Quindi tradizione significa non solo trasmissione, ma soprattutto tradimento del significato originale, reinterpretazione. Da tradere deriva il significato di "consegnare, trasmettere" e anche quello di "tradire".

vetustas: >auctoritas.

voluptas (lat. "piacere", anche sensuale): nella rivisitazione rinascimentale del platonismo viene teorizzata la sapienza come "rivelazione", e la necessità del velo — concreto e metaforico — per celare/rivelare la verità di una sapienza esclusiva. Tale sapienza poteva essere anche la rivelazione del nesso Voluptas-Veritas, e quindi la scoperta di una via alla Verità che passa per il riflesso della stessa immagine della voluttà. Il rapporto dialettico Veritas-Voluptas è una delle più profonde suggestioni che dall'Umanesimo italiano passa, per la mediazione di Dürer, alla pittura europea. Lo specchio è inteso come strumento sapienziale, che serve a rivelare il "vero volto", quindi non solo simbolo di Vanitas, ma anche di "vera sapienza". Il tema della Vanitas viene così ad essere strettamente connesso a quello della Voluptas, rivalutata dalla teorizzazione neoplatonica ficiniana.

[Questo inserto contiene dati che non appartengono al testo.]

//! Subprocess execution for the extracted tool.
//!
//! The tool writes diagnostics to both stdout and stderr. Every stream
//! that is not being captured inline is drained by a concurrently spawned
//! task while the main future waits for the child to exit; an unread pipe
//! buffer can fill up and deadlock the child otherwise. Drain tasks are
//! joined before a call returns.

use std::process::Stdio;
use std::time::Duration;

use tokio::io::{AsyncBufReadExt, AsyncRead, BufReader};
use tokio::process::Command;
use tokio::task::JoinHandle;
use tokio::time::timeout;
use tracing::{debug, trace, warn};

use crate::error::VolumeError;

// ============================================================================
// Request / Result
// ============================================================================

/// One subprocess invocation: the full argument vector (tool path first)
/// and whether the caller wants the first stdout line back.
#[derive(Debug, Clone)]
pub struct CommandRequest {
    pub argv: Vec<String>,
    pub capture_output: bool,
    /// Optional bound on the child's runtime; the child is killed when it
    /// expires. `None` means wait indefinitely.
    pub timeout: Option<Duration>,
}

impl CommandRequest {
    /// Creates a request with no timeout.
    pub fn new(argv: Vec<String>, capture_output: bool) -> Self {
        Self {
            argv,
            capture_output,
            timeout: None,
        }
    }

    /// Adds a bound on the child's runtime.
    pub fn with_timeout(mut self, limit: Duration) -> Self {
        self.timeout = Some(limit);
        self
    }

    /// The command line as a single string, for logs and error reports.
    pub fn command_line(&self) -> String {
        self.argv.join(" ")
    }
}

/// Outcome of a completed subprocess invocation.
#[derive(Debug, Clone)]
pub struct CommandResult {
    pub exit_code: i32,
    /// First stdout line, present when the request asked for capture and
    /// the tool printed anything.
    pub captured_line: Option<String>,
}

// ============================================================================
// Execution
// ============================================================================

/// Runs the tool to completion and interprets its exit code.
///
/// # Errors
///
/// Returns `ToolExecutionFailed` on a non-zero exit code, `Timeout` if the
/// configured bound expires (the child is killed first), or `Io` if the
/// process cannot be spawned.
pub async fn run(request: &CommandRequest, verbose: bool) -> Result<CommandResult, VolumeError> {
    let (program, args) = request.argv.split_first().ok_or_else(|| {
        VolumeError::InvalidArgument("empty argument vector".to_string())
    })?;

    if verbose {
        debug!("Executing: {}", request.command_line());
    }

    let mut cmd = Command::new(program);
    cmd.args(args)
        .stdin(Stdio::null())
        .stdout(Stdio::piped())
        .stderr(Stdio::piped())
        // An interrupted wait must not leak a live child.
        .kill_on_drop(true);

    let mut child = cmd.spawn()?;

    let mut drains: Vec<JoinHandle<()>> = Vec::new();
    if let Some(stderr) = child.stderr.take() {
        drains.push(tokio::spawn(drain_stream(stderr, "stderr")));
    }

    let stdout = child.stdout.take();
    let inline_stdout = if request.capture_output {
        stdout
    } else {
        if let Some(stdout) = stdout {
            drains.push(tokio::spawn(drain_stream(stdout, "stdout")));
        }
        None
    };

    let child_ref = &mut child;
    let wait = async move {
        let captured = match inline_stdout {
            Some(stream) => capture_first_line(stream).await,
            None => None,
        };
        let status = child_ref.wait().await?;
        Ok::<_, std::io::Error>((status, captured))
    };

    let (status, captured_line) = match request.timeout {
        Some(limit) => {
            let outcome = timeout(limit, wait).await;
            match outcome {
                Ok(result) => result?,
                Err(_) => {
                    let _ = child.kill().await;
                    for drain in drains {
                        let _ = drain.await;
                    }
                    return Err(VolumeError::Timeout {
                        seconds: limit.as_secs(),
                    });
                }
            }
        }
        None => wait.await?,
    };

    // The streams are closed once the child exits, so these finish promptly.
    for drain in drains {
        let _ = drain.await;
    }

    let exit_code = status.code().unwrap_or(-1);
    if exit_code != 0 {
        warn!(
            "Tool finished with non-zero exit code {}: {}",
            exit_code,
            request.command_line()
        );
        return Err(VolumeError::ToolExecutionFailed {
            exit_code,
            command: request.command_line(),
        });
    }

    if verbose {
        debug!("Tool finished successfully (exit code 0)");
    }

    Ok(CommandResult {
        exit_code,
        captured_line,
    })
}

// ============================================================================
// Stream Readers
// ============================================================================

/// Reads a stream to EOF, logging every line at trace level. Read errors
/// stay inside the task; they are logged and never propagate to the
/// caller's stack.
async fn drain_stream<R>(stream: R, label: &'static str)
where
    R: AsyncRead + Unpin,
{
    let mut lines = BufReader::new(stream).lines();
    loop {
        match lines.next_line().await {
            Ok(Some(line)) => trace!("{}> {}", label, line),
            Ok(None) => break,
            Err(e) => {
                warn!("Error reading {} stream: {}", label, e);
                break;
            }
        }
    }
}

/// Reads stdout to EOF, keeping the first line and logging the rest at
/// trace level. Reading the whole stream matters: stopping at the first
/// line would let the pipe buffer fill and stall the child.
async fn capture_first_line<R>(stream: R) -> Option<String>
where
    R: AsyncRead + Unpin,
{
    let mut lines = BufReader::new(stream).lines();
    let mut first = None;
    loop {
        match lines.next_line().await {
            Ok(Some(line)) => {
                if first.is_none() {
                    first = Some(line);
                } else {
                    trace!("stdout> {}", line);
                }
            }
            Ok(None) => break,
            Err(e) => {
                warn!("Error reading stdout stream: {}", e);
                break;
            }
        }
    }
    first
}

#[cfg(test)]
mod tests {
    use super::*;

    fn sh(script: &str, capture: bool) -> CommandRequest {
        CommandRequest::new(
            vec!["/bin/sh".to_string(), "-c".to_string(), script.to_string()],
            capture,
        )
    }

    #[tokio::test]
    async fn test_empty_argv_is_invalid() {
        let request = CommandRequest::new(vec![], false);
        let err = run(&request, false).await.unwrap_err();
        assert!(matches!(err, VolumeError::InvalidArgument(_)));
    }

    #[tokio::test]
    async fn test_missing_program_is_io_error() {
        let request = CommandRequest::new(vec!["/nonexistent/tool".to_string()], false);
        let err = run(&request, false).await.unwrap_err();
        assert!(matches!(err, VolumeError::Io(_)));
    }

    #[cfg(unix)]
    #[tokio::test]
    async fn test_capture_first_line_only() {
        let result = run(&sh("echo 42; echo extra", true), false).await.unwrap();
        assert_eq!(result.exit_code, 0);
        assert_eq!(result.captured_line.as_deref(), Some("42"));
    }

    #[cfg(unix)]
    #[tokio::test]
    async fn test_no_capture_discards_output() {
        let result = run(&sh("echo ignored", false), false).await.unwrap();
        assert_eq!(result.exit_code, 0);
        assert!(result.captured_line.is_none());
    }

    #[cfg(unix)]
    #[tokio::test]
    async fn test_nonzero_exit_is_execution_failure() {
        let err = run(&sh("exit 2", false), false).await.unwrap_err();
        match err {
            VolumeError::ToolExecutionFailed { exit_code, command } => {
                assert_eq!(exit_code, 2);
                assert!(command.contains("exit 2"));
            }
            other => panic!("Unexpected error: {:?}", other),
        }
    }

    #[cfg(unix)]
    #[tokio::test]
    async fn test_large_output_on_both_streams_does_not_deadlock() {
        // 100KB to stdout and stderr each; without concurrent draining
        // the pipe buffers fill and the child never exits.
        let script = "head -c 100000 /dev/zero | tr '\\0' x; \
                      head -c 100000 /dev/zero | tr '\\0' x 1>&2";

        let result = run(&sh(script, false), false).await.unwrap();
        assert_eq!(result.exit_code, 0);

        // Same with the capture path, which reads stdout inline.
        let result = run(&sh(script, true), false).await.unwrap();
        assert_eq!(result.captured_line.map(|l| l.len()), Some(100000));
    }

    #[cfg(unix)]
    #[tokio::test]
    async fn test_timeout_kills_child() {
        let request = sh("sleep 30", false).with_timeout(Duration::from_millis(200));
        let err = run(&request, false).await.unwrap_err();
        assert!(matches!(err, VolumeError::Timeout { .. }));
    }
}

Ciò su cui la morte finisce per prevalere non è tanto la semplice Vanità o la Voluptas, ma la stessa Veritas che viene così ad essere coinvolta nel pensiero della morte. In questo senso va interpretata anche l'iconografia, diffusa in quella cerchia e in quegli anni, della fanciulla aggredita di spalle da uno spettro: la potenza e la suggestiva complessità del gruppo allegorico "Morte e Fanciulla" si intende appieno solo presupponendo che la Fanciulla sia sì allegoria di Voluptas, ma anche di Veritas e di Virtus.. La Riforma luterana interrompe violentemente il tentativo di traduzione della Vanitas in Voluptas, sciogliendo il complicato incrocio tra Verità-Virtù-Piacere, che solo il tempo (il Cadavere, la Morte,>Chrònos) poteva minacciare.